PROMPT:
Exactly as written, print each of the entries.

INPUT DATA:
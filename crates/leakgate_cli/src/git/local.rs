//! Thread-local git repository operations.

use std::path::PathBuf;

use chrono::{DateTime, Utc};
use gix::bstr::ByteSlice as _;
use leakgate_core::{BlobId, ChangeKind, ChangedFile, CommitId, CommitRecord, Identity};

const DEFAULT_BINARY_THRESHOLD: usize = 512 * 1024;
const BINARY_CHECK_LIMIT: usize = 8000;

/// Non-`Send` repository handle for single-threaded git operations.
#[derive(Debug)]
pub struct LocalRepo {
    pub(super) inner: gix::Repository,
}

impl LocalRepo {
    /// Returns the author identity from the repository configuration,
    /// requiring both `user.name` and `user.email` to be set.
    #[must_use]
    pub fn configured_identity(&self) -> Option<Identity> {
        let config = self.inner.config_snapshot();
        let name = config.string("user.name")?.to_string();
        let email = config.string("user.email")?.to_string();
        Some(Identity { name, email })
    }

    /// Lists the paths recorded in the index.
    #[must_use]
    pub fn tracked_files(&self) -> Vec<PathBuf> {
        let Ok(index) = self.inner.index_or_empty() else {
            return Vec::new();
        };

        index
            .entries()
            .iter()
            .map(|e| PathBuf::from(e.path(&index).to_string()))
            .collect()
    }

    /// Walks commits from HEAD newest first, up to `limit` when given.
    #[expect(
        clippy::default_trait_access,
        reason = "CommitTimeOrder is a private type in gix; cannot name it explicitly"
    )]
    #[must_use]
    pub fn commits(&self, limit: Option<usize>) -> Vec<CommitRecord> {
        let Ok(head) = self.inner.head_id() else {
            return Vec::new();
        };

        let walk = self
            .inner
            .rev_walk([head.detach()])
            .sorting(gix::revision::walk::Sorting::ByCommitTime(Default::default()));

        let Ok(infos) = walk.all() else {
            return Vec::new();
        };

        let limit = limit.unwrap_or(usize::MAX);
        let mut records = Vec::with_capacity(limit.min(1024));

        for info in infos.flatten() {
            if records.len() >= limit {
                break;
            }

            let Ok(commit) = self.inner.find_commit(info.id) else {
                continue;
            };

            records.push(Self::commit_record(&commit));
        }

        records
    }

    /// Returns the files touched by a commit, diffed against its first
    /// parent tree (or the empty tree for root commits).
    #[must_use]
    pub fn commit_changes(&self, id: &CommitId) -> Vec<ChangedFile> {
        let Ok(oid) = gix::ObjectId::from_hex(id.as_str().as_bytes()) else {
            return Vec::new();
        };

        let Ok(commit) = self.inner.find_commit(oid) else {
            return Vec::new();
        };

        let Ok(tree) = commit.tree() else {
            return Vec::new();
        };

        let parent_tree = self.first_parent_tree(&commit);
        let from_tree = parent_tree
            .as_ref()
            .map_or_else(|| self.inner.empty_tree(), Clone::clone);

        Self::diff_trees(&from_tree, &tree)
    }

    /// Reads a blob as UTF-8 text, returning `None` if it exceeds
    /// `max_bytes` or appears to be binary.
    #[must_use]
    pub fn read_blob_as_text(&self, blob: &BlobId, max_bytes: Option<u64>) -> Option<String> {
        let oid = gix::ObjectId::from_hex(blob.0.as_bytes()).ok()?;
        let blob = self.inner.find_blob(oid).ok()?;

        #[expect(
            clippy::cast_possible_truncation,
            reason = "max_bytes values are practical file sizes well within usize"
        )]
        if let Some(max) = max_bytes
            && blob.data.len() > max as usize
        {
            return None;
        }

        if self.is_binary_blob(&blob.data) {
            return None;
        }

        String::from_utf8(blob.data.clone()).ok()
    }

    fn commit_record(commit: &gix::Commit<'_>) -> CommitRecord {
        let author = commit.author().map_or_else(
            |_| Identity {
                name: "unknown".to_string(),
                email: "unknown".to_string(),
            },
            |sig| Identity {
                name: sig.name.to_string(),
                email: sig.email.to_string(),
            },
        );

        let committer = commit.committer().map_or_else(
            |_| author.clone(),
            |sig| Identity {
                name: sig.name.to_string(),
                email: sig.email.to_string(),
            },
        );

        let timestamp = commit
            .time()
            .ok()
            .and_then(|t| DateTime::<Utc>::from_timestamp(t.seconds, 0))
            .unwrap_or_default();

        CommitRecord {
            id: CommitId(commit.id().to_string()),
            author,
            committer,
            timestamp,
            summary: extract_first_line(commit),
        }
    }

    fn is_binary_blob(&self, data: &[u8]) -> bool {
        #[expect(
            clippy::cast_possible_truncation,
            reason = "threshold is a git config value capped at practical sizes"
        )]
        let threshold = self
            .inner
            .big_file_threshold()
            .ok()
            .map_or(DEFAULT_BINARY_THRESHOLD, |t| t as usize);

        let check_len = data.len().min(threshold.min(BINARY_CHECK_LIMIT));
        data[..check_len].contains(&0)
    }

    fn first_parent_tree(&self, commit: &gix::Commit<'_>) -> Option<gix::Tree<'_>> {
        commit
            .parent_ids()
            .next()
            .and_then(|pid| self.inner.find_commit(pid).ok())
            .and_then(|pc| pc.tree().ok())
    }

    fn diff_trees(from: &gix::Tree<'_>, to: &gix::Tree<'_>) -> Vec<ChangedFile> {
        let Ok(mut changes) = from.changes() else {
            return Vec::new();
        };

        let mut entries = Vec::new();

        let _ = changes.for_each_to_obtain_tree(to, |change| {
            use gix::object::tree::diff::Change;

            match change {
                Change::Addition { location, id, .. } => {
                    entries.push(ChangedFile {
                        path: PathBuf::from(location.to_str_lossy().into_owned()),
                        kind: ChangeKind::Added,
                        blob: Some(BlobId(id.detach().to_string())),
                    });
                }
                Change::Modification { location, id, .. }
                | Change::Rewrite { location, id, .. } => {
                    entries.push(ChangedFile {
                        path: PathBuf::from(location.to_str_lossy().into_owned()),
                        kind: ChangeKind::Modified,
                        blob: Some(BlobId(id.detach().to_string())),
                    });
                }
                Change::Deletion { location, .. } => {
                    entries.push(ChangedFile {
                        path: PathBuf::from(location.to_str_lossy().into_owned()),
                        kind: ChangeKind::Deleted,
                        blob: None,
                    });
                }
            }

            Ok::<_, std::convert::Infallible>(std::ops::ControlFlow::Continue(()))
        });

        entries
    }
}

fn extract_first_line(commit: &gix::Commit<'_>) -> String {
    commit
        .message_raw()
        .map(|m| {
            m.lines()
                .next()
                .map(|line| String::from_utf8_lossy(line).into_owned())
                .unwrap_or_default()
        })
        .unwrap_or_default()
}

RESPONSE:
filename crates/leakgate_cli/src/git/local.rs
//! Thread-local git repository operations.

use std::path::PathBuf;

use chrono::{DateTime, Utc};
use gix::bstr::ByteSlice as _;
use leakgate_core::{BlobId, ChangeKind, ChangedFile, CommitId, CommitRecord, Identity};

const DEFAULT_BINARY_THRESHOLD: usize = 512 * 1024;
const BINARY_CHECK_LIMIT: usize = 8000;

/// Non-`Send` repository handle for single-threaded git operations.
#[derive(Debug)]
pub struct LocalRepo {
    pub(super) inner: gix::Repository,
}

impl LocalRepo {
    /// Returns the author identity from the repository configuration,
    /// requiring both `user.name` and `user.email` to be set.
    #[must_use]
    pub fn configured_identity(&self) -> Option<Identity> {
        let config = self.inner.config_snapshot();
        let name = config.string("user.name")?.to_string();
        let email = config.string("user.email")?.to_string();
        Some(Identity { name, email })
    }

    /// Lists the paths recorded in the index.
    #[must_use]
    pub fn tracked_files(&self) -> Vec<PathBuf> {
        let Ok(index) = self.inner.index_or_empty() else {
            return Vec::new();
        };

        index
            .entries()
            .iter()
            .map(|e| PathBuf::from(e.path(&index).to_string()))
            .collect()
    }

    /// Walks commits from HEAD newest first, up to `limit` when given.
    #[expect(
        clippy::default_trait_access,
        reason = "CommitTimeOrder is a private type in gix; cannot name it explicitly"
    )]
    #[must_use]
    pub fn commits(&self, limit: Option<usize>) -> Vec<CommitRecord> {
        let Ok(head) = self.inner.head_id() else {
            return Vec::new();
        };

        let walk = self
            .inner
            .rev_walk([head.detach()])
            .sorting(gix::revision::walk::Sorting::ByCommitTime(Default::default()));

        let Ok(infos) = walk.all() else {
            return Vec::new();
        };

        let limit = limit.unwrap_or(usize::MAX);
        let mut records = Vec::with_capacity(limit.min(1024));

        for info in infos.flatten() {
            if records.len() >= limit {
                break;
            }

            let Ok(commit) = self.inner.find_commit(info.id) else {
                continue;
            };

            records.push(Self::commit_record(&commit));
        }

        records
    }

    /// Returns the files touched by a commit, diffed against its first
    /// parent tree (or the empty tree for root commits).
    #[must_use]
    pub fn commit_changes(&self, id: &CommitId) -> Vec<ChangedFile> {
        let Ok(oid) = gix::ObjectId::from_hex(id.as_str().as_bytes()) else {
            return Vec::new();
        };

        let Ok(commit) = self.inner.find_commit(oid) else {
            return Vec::new();
        };

        let Ok(tree) = commit.tree() else {
            return Vec::new();
        };

        let parent_tree = self.first_parent_tree(&commit);
        let from_tree = parent_tree
            .as_ref()
            .map_or_else(|| self.inner.empty_tree(), Clone::clone);

        Self::diff_trees(&from_tree, &tree)
    }

    /// Reads a blob as UTF-8 text, returning `None` if it exceeds
    /// `max_bytes` or appears to be binary.
    #[must_use]
    pub fn read_blob_as_text(&self, blob: &BlobId, max_bytes: Option<u64>) -> Option<String> {
        let oid = gix::ObjectId::from_hex(blob.0.as_bytes()).ok()?;
        let blob = self.inner.find_blob(oid).ok()?;

        #[expect(
            clippy::cast_possible_truncation,
            reason = "max_bytes values are practical file sizes well within usize"
        )]
        if let Some(max) = max_bytes
            && blob.data.len() > max as usize
        {
            return None;
        }

        if self.is_binary_blob(&blob.data) {
            return None;
        }

        String::from_utf8(blob.data.clone()).ok()
    }

    fn commit_record(commit: &gix::Commit<'_>) -> CommitRecord {
        let author = commit.author().map_or_else(
            |_| Identity {
                name: "unknown".to_string(),
                email: "unknown".to_string(),
            },
            |sig| Identity {
                name: sig.name.to_string(),
                email: sig.email.to_string(),
            },
        );

        let committer = commit.committer().map_or_else(
            |_| author.clone(),
            |sig| Identity {
                name: sig.name.to_string(),
                email: sig.email.to_string(),
            },
        );

        let timestamp = commit
            .time()
            .ok()
            .and_then(|t| DateTime::<Utc>::from_timestamp(t.seconds, 0))
            .unwrap_or_default();

        CommitRecord {
            id: CommitId(commit.id().to_string()),
            author,
            committer,
            timestamp,
            summary: extract_first_line(commit),
        }
    }

    fn is_binary_blob(&self, data: &[u8]) -> bool {
        #[expect(
            clippy::cast_possible_truncation,
            reason = "threshold is a git config value capped at practical sizes"
        )]
        let threshold = self
            .inner
            .big_file_threshold()
            .ok()
            .map_or(DEFAULT_BINARY_THRESHOLD, |t| t as usize);

        let check_len = data.len().min(threshold.min(BINARY_CHECK_LIMIT));
        data[..check_len].contains(&0)
    }

    fn first_parent_tree(&self, commit: &gix::Commit<'_>) -> Option<gix::Tree<'_>> {
        commit
            .parent_ids()
            .next()
            .and_then(|pid| self.inner.find_commit(pid).ok())
            .and_then(|pc| pc.tree().ok())
    }

    fn diff_trees(from: &gix::Tree<'_>, to: &gix::Tree<'_>) -> Vec<ChangedFile> {
        let Ok(mut changes) = from.changes() else {
            return Vec::new();
        };

        let mut entries = Vec::new();

        let _ = changes.for_each_to_obtain_tree(to, |change| {
            use gix::object::tree::diff::Change;

            match change {
                Change::Addition { location, id, .. } => {
                    entries.push(ChangedFile {
                        path: PathBuf::from(location.to_str_lossy().into_owned()),
                        kind: ChangeKind::Added,
                        blob: Some(BlobId(id.detach().to_string())),
                    });
                }
                Change::Modification { location, id, .. }
                | Change::Rewrite { location, id, .. } => {
                    entries.push(ChangedFile {
                        path: PathBuf::from(location.to_str_lossy().into_owned()),
                        kind: ChangeKind::Modified,
                        blob: Some(BlobId(id.detach().to_string())),
                    });
                }
                Change::Deletion { location, .. } => {
                    entries.push(ChangedFile {
                        path: PathBuf::from(location.to_str_lossy().into_owned()),
                        kind: ChangeKind::Deleted,
                        blob: None,
                    });
                }
            }

            Ok::<_, std::convert::Infallible>(std::ops::ControlFlow::Continue(()))
        });

        entries
    }
}

fn extract_first_line(commit: &gix::Commit<'_>) -> String {
    commit
        .message_raw()
        .map(|m| {
            m.lines()
                .next()
                .map(|line| String::from_utf8_lossy(line).into_owned())
                .unwrap_or_default()
        })
        .unwrap_or_default()
}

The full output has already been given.